**WHAT TO PRODUCE**. From the data below, return all lines holding the string "upload".

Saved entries
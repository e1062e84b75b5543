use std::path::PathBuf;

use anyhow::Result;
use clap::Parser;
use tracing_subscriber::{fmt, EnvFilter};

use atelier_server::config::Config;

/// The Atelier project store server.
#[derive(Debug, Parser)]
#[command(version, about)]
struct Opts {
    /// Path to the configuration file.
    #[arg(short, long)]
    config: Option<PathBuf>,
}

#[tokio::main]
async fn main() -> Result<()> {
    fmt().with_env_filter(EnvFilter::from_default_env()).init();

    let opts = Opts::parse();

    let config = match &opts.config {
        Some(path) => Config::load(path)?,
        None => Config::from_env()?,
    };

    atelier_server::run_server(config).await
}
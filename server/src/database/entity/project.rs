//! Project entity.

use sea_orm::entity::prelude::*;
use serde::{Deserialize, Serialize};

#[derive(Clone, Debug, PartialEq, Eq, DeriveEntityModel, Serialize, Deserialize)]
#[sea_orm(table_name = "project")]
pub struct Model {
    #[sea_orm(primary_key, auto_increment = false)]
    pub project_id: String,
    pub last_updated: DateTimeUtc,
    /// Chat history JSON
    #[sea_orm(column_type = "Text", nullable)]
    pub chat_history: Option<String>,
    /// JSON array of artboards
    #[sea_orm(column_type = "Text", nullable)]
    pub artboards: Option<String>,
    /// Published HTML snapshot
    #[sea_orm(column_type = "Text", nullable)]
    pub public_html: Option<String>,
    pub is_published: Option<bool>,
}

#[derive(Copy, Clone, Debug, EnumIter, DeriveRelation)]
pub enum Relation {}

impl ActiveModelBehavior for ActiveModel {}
==
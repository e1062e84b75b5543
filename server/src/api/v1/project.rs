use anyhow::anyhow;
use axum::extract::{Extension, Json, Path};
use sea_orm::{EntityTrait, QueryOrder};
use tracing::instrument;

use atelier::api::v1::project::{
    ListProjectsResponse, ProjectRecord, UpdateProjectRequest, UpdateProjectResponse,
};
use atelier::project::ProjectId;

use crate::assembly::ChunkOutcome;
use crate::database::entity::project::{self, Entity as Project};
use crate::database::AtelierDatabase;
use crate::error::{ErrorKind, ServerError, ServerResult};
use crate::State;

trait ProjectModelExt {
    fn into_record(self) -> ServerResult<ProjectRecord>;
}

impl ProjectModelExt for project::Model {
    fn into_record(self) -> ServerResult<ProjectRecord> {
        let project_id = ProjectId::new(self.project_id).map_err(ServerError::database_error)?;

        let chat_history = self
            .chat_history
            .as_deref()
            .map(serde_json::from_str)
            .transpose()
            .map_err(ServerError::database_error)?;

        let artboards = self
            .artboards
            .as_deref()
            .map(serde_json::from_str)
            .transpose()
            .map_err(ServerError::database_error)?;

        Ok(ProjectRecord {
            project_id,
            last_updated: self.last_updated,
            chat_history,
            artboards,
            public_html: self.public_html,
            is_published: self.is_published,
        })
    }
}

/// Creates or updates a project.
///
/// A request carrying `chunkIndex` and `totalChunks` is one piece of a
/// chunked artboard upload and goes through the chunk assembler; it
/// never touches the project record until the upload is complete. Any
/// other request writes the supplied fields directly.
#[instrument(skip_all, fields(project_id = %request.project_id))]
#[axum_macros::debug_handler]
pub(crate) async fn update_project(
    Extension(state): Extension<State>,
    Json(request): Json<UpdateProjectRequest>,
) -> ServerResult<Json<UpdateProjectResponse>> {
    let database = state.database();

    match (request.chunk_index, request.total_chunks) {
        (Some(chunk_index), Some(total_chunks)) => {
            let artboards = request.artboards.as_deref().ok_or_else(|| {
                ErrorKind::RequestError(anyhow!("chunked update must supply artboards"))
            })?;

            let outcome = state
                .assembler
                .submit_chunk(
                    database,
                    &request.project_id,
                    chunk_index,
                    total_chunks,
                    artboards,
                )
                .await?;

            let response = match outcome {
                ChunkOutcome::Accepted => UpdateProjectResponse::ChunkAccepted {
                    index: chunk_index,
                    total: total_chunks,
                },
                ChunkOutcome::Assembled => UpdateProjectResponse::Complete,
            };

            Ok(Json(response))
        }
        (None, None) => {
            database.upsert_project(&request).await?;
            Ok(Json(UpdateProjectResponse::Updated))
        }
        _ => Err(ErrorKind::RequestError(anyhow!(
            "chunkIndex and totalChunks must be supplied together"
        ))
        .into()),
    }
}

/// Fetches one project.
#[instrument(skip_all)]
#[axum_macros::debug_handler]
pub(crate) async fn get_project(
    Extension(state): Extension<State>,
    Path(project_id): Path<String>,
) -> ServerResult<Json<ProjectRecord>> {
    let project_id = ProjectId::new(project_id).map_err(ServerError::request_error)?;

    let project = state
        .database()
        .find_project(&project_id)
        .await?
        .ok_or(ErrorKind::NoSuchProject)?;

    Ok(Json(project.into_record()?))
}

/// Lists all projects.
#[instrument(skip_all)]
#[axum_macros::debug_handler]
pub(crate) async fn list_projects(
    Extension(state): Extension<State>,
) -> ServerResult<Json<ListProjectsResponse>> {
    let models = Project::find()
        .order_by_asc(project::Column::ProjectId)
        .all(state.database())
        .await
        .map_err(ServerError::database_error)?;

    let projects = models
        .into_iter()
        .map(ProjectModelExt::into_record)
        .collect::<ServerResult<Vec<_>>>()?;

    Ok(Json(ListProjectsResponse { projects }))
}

**RESULT OF THE EXERCISE**.
/// chunked artboard upload and goes through the chunk assembler; it
/// never touches the project record until the upload is complete. Any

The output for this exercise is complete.